(DATASET RECORDS Opens)
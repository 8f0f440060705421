//! Event catalog: the upstream data the slip reads from.
//!
//! Events are loaded once through an [`EventSource`] and then treated as
//! read-only. The helpers in this module extract what the slip and the UI
//! need from an event.

mod event;
mod helpers;
mod source;

pub use event::{
    Actor, BetGroup, BetGroups, Category, Choice, Competition, Event, Question, Sport,
};
pub use helpers::{bet_choices, bet_question, event_breadcrumb, format_date, has_event_label};
pub use source::{
    EmbeddedEventSource, EventSource, FileEventSource, load_action, parse_events,
    validate_events,
};

#[cfg(test)]
pub use source::MockEventSource;
//! End-to-end slip flow through the public API.

use betslip::catalog::{self, EmbeddedEventSource, EventSource};
use betslip::state::{Action, BettingSlip, Store, View};
use betslip::Error;
use pretty_assertions::assert_eq;
use rust_decimal_macros::dec;
use tokio::sync::mpsc;

const EVENTS: &str = r#"[
  {
    "id": "derby",
    "label": "City Derby",
    "start": "2025-03-01T20:45:00Z",
    "sport": { "id": "s1", "label": "Football", "icon": "⚽" },
    "category": { "id": "c1", "label": "England" },
    "competition": { "id": "k1", "label": "Premier League" },
    "bet": {
      "result": {
        "id": "result",
        "question": { "id": "q1", "label": "Full time result" },
        "choices": [
          { "id": "home", "odd": 1.9, "actor": { "id": "a1", "label": "Home" } },
          { "id": "draw", "odd": 3.4, "actor": { "id": "a2", "label": "Draw" } },
          { "id": "away", "odd": 4.25, "actor": { "id": "a3", "label": "Away" } }
        ]
      }
    }
  },
  {
    "id": "no-bets",
    "label": "Exhibition",
    "start": "2025-03-02T18:00:00Z",
    "sport": { "label": "Basketball" },
    "category": { "label": "Friendly" },
    "competition": { "label": "Tour" },
    "bet": { "empty": { "question": { "label": "Winner?" } } }
  }
]"#;

#[test]
fn test_pick_stake_submit_and_history() {
    let events = catalog::parse_events(EVENTS).unwrap();
    let derby = &events[0];
    let mut slip = BettingSlip::default();

    for id in ["home", "away"] {
        let choice = derby.find_choice(id).unwrap();
        slip.toggle_bet(derby, choice).unwrap();
    }
    assert!(slip.update_bet_amount("2.50"));
    assert_eq!(slip.calculate_total(), "5.00");
    // 2.50 * (1.9 + 4.25) = 15.375
    assert_eq!(slip.calculate_potential_gain(), "15.38");

    let record = slip.submit_bets().unwrap();
    assert_eq!(record.bets[0].event_label, "City Derby");
    assert_eq!(record.bets[1].question, "Full time result");
    assert_eq!(record.total, "5.00");
    assert!(!slip.has_bets());
    assert_eq!(slip.bet_amount(), dec!(1.00));

    assert_eq!(slip.total_submissions(), 1);
    assert_eq!(slip.total_amount_wagered(), "5.00");
    assert_eq!(slip.submission_by_id(record.id), Some(&record));
    assert_eq!(
        slip.submission_by_timestamp(&record.timestamp_iso()),
        Some(&record)
    );
}

#[test]
fn test_event_without_choices_cannot_be_bet() {
    let events = catalog::parse_events(EVENTS).unwrap();
    let broken = &events[1];

    assert!(matches!(
        catalog::bet_choices(broken),
        Err(Error::MissingBetData { .. })
    ));
    assert_eq!(catalog::bet_question(broken).unwrap(), "Winner?");
    assert!(broken.find_choice("anything").is_none());
}

#[tokio::test]
async fn test_store_flow_with_bundled_catalog() {
    let (tx, _rx) = mpsc::unbounded_channel();
    let mut store = Store::new(tx);

    let action = catalog::load_action(&EmbeddedEventSource).await;
    store.reduce(action);
    assert!(!store.catalog.events.is_empty());

    let event = store.catalog.events[0].clone();
    let choice = catalog::bet_choices(&event).unwrap()[0].clone();
    store.reduce(Action::ToggleBet {
        event_id: event.id.clone(),
        choice_id: choice.id.clone(),
    });
    assert_eq!(store.slip.bet_count(), 1);

    store.reduce(Action::SubmitBets);
    assert!(store.success.is_visible());
    assert_eq!(store.slip.total_submissions(), 1);

    store.reduce(Action::SetView(View::History));
    store.reduce(Action::ClearHistory);
    assert_eq!(store.slip.total_submissions(), 0);
    assert!(!EmbeddedEventSource.describe().is_empty());
}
(DATASET RECORDS Closes)
An answer is complete only when it holds every line above containing the string "Some".

    assert_eq!(slip.submission_by_id(record.id), Some(&record));
        Some(&record)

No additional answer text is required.